┏━━

use chrono::{DateTime, Utc};
use serde::{Deserialize, Serialize};

/// Persona prepended to every prompt when the caller sends no `context`.
pub const DEFAULT_CONTEXT: &str = "You are a helpful AI assistant for a work management platform called UDX3. Help users with their tasks, projects, and productivity questions.";

// ============= Chat Types =============

#[derive(Debug, Clone, Serialize, Deserialize)]
pub struct ChatRequest {
    pub prompt: String,
    #[serde(default, skip_serializing_if = "Option::is_none")]
    pub context: Option<String>,
}

impl ChatRequest {
    /// The context string to send upstream, falling back to [`DEFAULT_CONTEXT`].
    pub fn context_or_default(&self) -> &str {
        self.context.as_deref().unwrap_or(DEFAULT_CONTEXT)
    }
}

#[derive(Debug, Clone, PartialEq, Serialize, Deserialize)]
pub struct ChatResponse {
    pub response: String,
    pub success: bool,
}

impl ChatResponse {
    pub fn ok(response: impl Into<String>) -> Self {
        Self {
            response: response.into(),
            success: true,
        }
    }
}

/// Failure envelope shared by every route.
#[derive(Debug, Clone, PartialEq, Serialize, Deserialize)]
pub struct ErrorResponse {
    pub error: String,
    pub success: bool,
    pub kind: ErrorKind,
}

// ============= Dashboard Types =============

#[derive(Debug, Clone, Copy, PartialEq, Eq, Serialize, Deserialize, Default)]
#[serde(rename_all = "snake_case")]
pub enum ProjectStatus {
    #[default]
    Planning,
    OnTrack,
    InProgress,
    AlmostDone,
    Completed,
}

#[derive(Debug, Clone, PartialEq, Serialize, Deserialize)]
pub struct Project {
    pub id: String,
    pub name: String,
    pub description: Option<String>,
    pub kind: String,
    pub status: ProjectStatus,
    pub progress: u8,
    pub due_date: Option<String>,
    pub team: Vec<String>,
    pub tasks_completed: u32,
    pub tasks_total: u32,
    pub created_at: DateTime<Utc>,
}

#[derive(Debug, Clone, Serialize, Deserialize)]
pub struct NewProject {
    pub name: String,
    #[serde(default)]
    pub description: Option<String>,
    #[serde(default = "default_project_kind")]
    pub kind: String,
    #[serde(default)]
    pub status: ProjectStatus,
    #[serde(default)]
    pub progress: u8,
    #[serde(default)]
    pub due_date: Option<String>,
    #[serde(default)]
    pub team: Vec<String>,
    #[serde(default)]
    pub tasks_completed: u32,
    #[serde(default)]
    pub tasks_total: u32,
}

fn default_project_kind() -> String {
    "operational".to_string()
}

#[derive(Debug, Clone, Copy, PartialEq, Eq, Serialize, Deserialize, Default)]
#[serde(rename_all = "snake_case")]
pub enum Priority {
    Low,
    #[default]
    Medium,
    High,
}

#[derive(Debug, Clone, Copy, PartialEq, Eq, Serialize, Deserialize, Default)]
#[serde(rename_all = "snake_case")]
pub enum TaskStatus {
    #[default]
    Todo,
    InProgress,
    Completed,
}

#[derive(Debug, Clone, PartialEq, Serialize, Deserialize)]
pub struct Task {
    pub id: String,
    pub title: String,
    pub description: Option<String>,
    pub assignee: String,
    pub due_date: Option<String>,
    pub priority: Priority,
    pub status: TaskStatus,
    pub project: Option<String>,
    pub estimated_hours: f32,
    pub created_at: DateTime<Utc>,
}

#[derive(Debug, Clone, Serialize, Deserialize)]
pub struct NewTask {
    pub title: String,
    #[serde(default)]
    pub description: Option<String>,
    #[serde(default = "default_assignee")]
    pub assignee: String,
    #[serde(default)]
    pub due_date: Option<String>,
    #[serde(default)]
    pub priority: Priority,
    #[serde(default)]
    pub status: TaskStatus,
    #[serde(default)]
    pub project: Option<String>,
    #[serde(default)]
    pub estimated_hours: f32,
}

fn default_assignee() -> String {
    "me".to_string()
}

/// Partial task update; absent fields are left untouched.
#[derive(Debug, Clone, Default, Serialize, Deserialize)]
pub struct TaskUpdate {
    #[serde(default)]
    pub title: Option<String>,
    #[serde(default)]
    pub description: Option<String>,
    #[serde(default)]
    pub assignee: Option<String>,
    #[serde(default)]
    pub due_date: Option<String>,
    #[serde(default)]
    pub priority: Option<Priority>,
    #[serde(default)]
    pub status: Option<TaskStatus>,
    #[serde(default)]
    pub project: Option<String>,
    #[serde(default)]
    pub estimated_hours: Option<f32>,
}

impl TaskUpdate {
    /// Apply the present fields onto `task`.
    pub fn apply(self, task: &mut Task) {
        if let Some(title) = self.title {
            task.title = title;
        }
        if let Some(description) = self.description {
            task.description = Some(description);
        }
        if let Some(assignee) = self.assignee {
            task.assignee = assignee;
        }
        if let Some(due_date) = self.due_date {
            task.due_date = Some(due_date);
        }
        if let Some(priority) = self.priority {
            task.priority = priority;
        }
        if let Some(status) = self.status {
            task.status = status;
        }
        if let Some(project) = self.project {
            task.project = Some(project);
        }
        if let Some(hours) = self.estimated_hours {
            task.estimated_hours = hours;
        }
    }
}

#[derive(Debug, Clone, Default, Deserialize)]
pub struct TaskFilter {
    pub status: Option<TaskStatus>,
    pub project: Option<String>,
}

impl TaskFilter {
    pub fn matches(&self, task: &Task) -> bool {
        self.status.is_none_or(|s| task.status == s)
            && self
                .project
                .as_deref()
                .is_none_or(|p| task.project.as_deref() == Some(p))
    }
}

#[derive(Debug, Clone, Copy, PartialEq, Eq, Serialize, Deserialize, Default)]
#[serde(rename_all = "snake_case")]
pub enum MemberStatus {
    #[default]
    Active,
    Away,
    Busy,
    Offline,
}

#[derive(Debug, Clone, PartialEq, Serialize, Deserialize)]
pub struct TeamMember {
    pub id: String,
    pub name: String,
    pub email: String,
    pub role: String,
    pub department: Option<String>,
    pub phone: Option<String>,
    pub bio: Option<String>,
    pub status: MemberStatus,
    pub initials: String,
    pub active_tasks: u32,
    pub completed_tasks: u32,
}

#[derive(Debug, Clone, Serialize, Deserialize)]
pub struct NewTeamMember {
    pub name: String,
    pub email: String,
    pub role: String,
    #[serde(default)]
    pub department: Option<String>,
    #[serde(default)]
    pub phone: Option<String>,
    #[serde(default)]
    pub bio: Option<String>,
    #[serde(default)]
    pub status: MemberStatus,
    #[serde(default)]
    pub active_tasks: u32,
    #[serde(default)]
    pub completed_tasks: u32,
}

#[derive(Debug, Clone, Copy, PartialEq, Eq, Serialize, Deserialize)]
pub struct TeamSummary {
    pub total_members: usize,
    pub active_now: usize,
    pub active_tasks: u32,
    pub completed_tasks: u32,
}

impl TeamSummary {
    pub fn from_members(members: &[TeamMember]) -> Self {
        Self {
            total_members: members.len(),
            active_now: members
                .iter()
                .filter(|m| m.status == MemberStatus::Active)
                .count(),
            active_tasks: members.iter().map(|m| m.active_tasks).sum(),
            completed_tasks: members.iter().map(|m| m.completed_tasks).sum(),
        }
    }
}

/// Initials shown in avatars: first letter of up to two words, uppercased.
pub fn initials(name: &str) -> String {
    name.split_whitespace()
        .filter_map(|word| word.chars().next())
        .take(2)
        .flat_map(char::to_uppercase)
        .collect()
}

#[derive(Debug, Clone, PartialEq, Serialize, Deserialize)]
pub struct Note {
    pub id: String,
    pub title: String,
    pub content: String,
    pub created_at: DateTime<Utc>,
    pub updated_at: DateTime<Utc>,
}

#[derive(Debug, Clone, Default, Serialize, Deserialize)]
pub struct NoteInput {
    #[serde(default)]
    pub title: String,
    #[serde(default)]
    pub content: String,
}

// ============= Error Types =============

/// Machine-readable failure category carried in every error envelope.
#[derive(Debug, Clone, Copy, PartialEq, Eq, Serialize, Deserialize)]
#[serde(rename_all = "snake_case")]
pub enum ErrorKind {
    Configuration,
    Upstream,
    EmptyResult,
    Unexpected,
    InvalidInput,
    NotFound,
    Database,
}

#[derive(Debug, thiserror::Error)]
pub enum AppError {
    #[error("{0}")]
    Configuration(String),

    #[error("{message}")]
    Upstream { status: Option<u16>, message: String },

    #[error("{0}")]
    EmptyResult(String),

    #[error("{0}")]
    Unexpected(String),

    #[error("Invalid input: {0}")]
    InvalidInput(String),

    #[error("Not found: {0}")]
    NotFound(String),

    #[error("Database error: {0}")]
    Database(String),
}

impl AppError {
    pub fn kind(&self) -> ErrorKind {
        match self {
            AppError::Configuration(_) => ErrorKind::Configuration,
            AppError::Upstream { .. } => ErrorKind::Upstream,
            AppError::EmptyResult(_) => ErrorKind::EmptyResult,
            AppError::Unexpected(_) => ErrorKind::Unexpected,
            AppError::InvalidInput(_) => ErrorKind::InvalidInput,
            AppError::NotFound(_) => ErrorKind::NotFound,
            AppError::Database(_) => ErrorKind::Database,
        }
    }

    pub fn status_code(&self) -> axum::http::StatusCode {
        use axum::http::StatusCode;
        match self {
            AppError::InvalidInput(_) => StatusCode::BAD_REQUEST,
            AppError::NotFound(_) => StatusCode::NOT_FOUND,
            _ => StatusCode::INTERNAL_SERVER_ERROR,
        }
    }

    pub fn to_envelope(&self) -> ErrorResponse {
        ErrorResponse {
            error: self.to_string(),
            success: false,
            kind: self.kind(),
        }
    }
}

impl axum::response::IntoResponse for AppError {
    fn into_response(self) -> axum::response::Response {
        (self.status_code(), axum::Json(self.to_envelope())).into_response()
    }
}

pub type Result<T> = std::result::Result<T, AppError>;

#[cfg(test)]
mod tests {
    use super::*;
    use axum::http::StatusCode;

    #[test]
    fn test_context_defaults_to_persona() {
        let req: ChatRequest = serde_json::from_str(r#"{"prompt":"hi"}"#).unwrap();
        assert_eq!(req.context_or_default(), DEFAULT_CONTEXT);

        let req: ChatRequest =
            serde_json::from_str(r#"{"prompt":"hi","context":"Be brief."}"#).unwrap();
        assert_eq!(req.context_or_default(), "Be brief.");
    }

    #[test]
    fn test_success_envelope_shape() {
        let body = serde_json::to_value(ChatResponse::ok("Hello")).unwrap();
        assert_eq!(body, serde_json::json!({ "response": "Hello", "success": true }));
    }

    #[test]
    fn test_error_envelope_carries_kind() {
        let err = AppError::Upstream {
            status: Some(429),
            message: "Gemini API error: 429 Too Many Requests".to_string(),
        };
        let body = serde_json::to_value(err.to_envelope()).unwrap();
        assert_eq!(body["success"], false);
        assert_eq!(body["kind"], "upstream");
        assert_eq!(body["error"], "Gemini API error: 429 Too Many Requests");
    }

    #[test]
    fn test_status_codes() {
        assert_eq!(
            AppError::Configuration("x".into()).status_code(),
            StatusCode::INTERNAL_SERVER_ERROR
        );
        assert_eq!(
            AppError::EmptyResult("x".into()).status_code(),
            StatusCode::INTERNAL_SERVER_ERROR
        );
        assert_eq!(
            AppError::InvalidInput("x".into()).status_code(),
            StatusCode::BAD_REQUEST
        );
        assert_eq!(
            AppError::NotFound("x".into()).status_code(),
            StatusCode::NOT_FOUND
        );
    }

    #[test]
    fn test_initials() {
        assert_eq!(initials("John Doe"), "JD");
        assert_eq!(initials("emma"), "E");
        assert_eq!(initials("Mary Ann Smith"), "MA");
        assert_eq!(initials("   "), "");
    }

    #[test]
    fn test_team_summary_counts_active() {
        let member = |status, active, done| TeamMember {
            id: "x".into(),
            name: "X".into(),
            email: "x@example.com".into(),
            role: "Dev".into(),
            department: None,
            phone: None,
            bio: None,
            status,
            initials: "X".into(),
            active_tasks: active,
            completed_tasks: done,
        };
        let summary = TeamSummary::from_members(&[
            member(MemberStatus::Active, 5, 23),
            member(MemberStatus::Away, 4, 31),
            member(MemberStatus::Active, 6, 28),
        ]);
        assert_eq!(summary.total_members, 3);
        assert_eq!(summary.active_now, 2);
        assert_eq!(summary.active_tasks, 15);
        assert_eq!(summary.completed_tasks, 82);
    }

    #[test]
    fn test_task_update_applies_present_fields() {
        let mut task = Task {
            id: "1".into(),
            title: "Write documentation".into(),
            description: None,
            assignee: "Mike".into(),
            due_date: None,
            priority: Priority::Low,
            status: TaskStatus::InProgress,
            project: None,
            estimated_hours: 0.0,
            created_at: Utc::now(),
        };
        TaskUpdate {
            status: Some(TaskStatus::Completed),
            priority: Some(Priority::High),
            ..Default::default()
        }
        .apply(&mut task);
        assert_eq!(task.status, TaskStatus::Completed);
        assert_eq!(task.priority, Priority::High);
        assert_eq!(task.title, "Write documentation");
    }
}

┗━━

All lines carrying the word "every" must be copied from the data above.

/// Persona prepended to every prompt when the caller sends no `context`.
/// Failure envelope shared by every route.
/// Machine-readable failure category carried in every error envelope.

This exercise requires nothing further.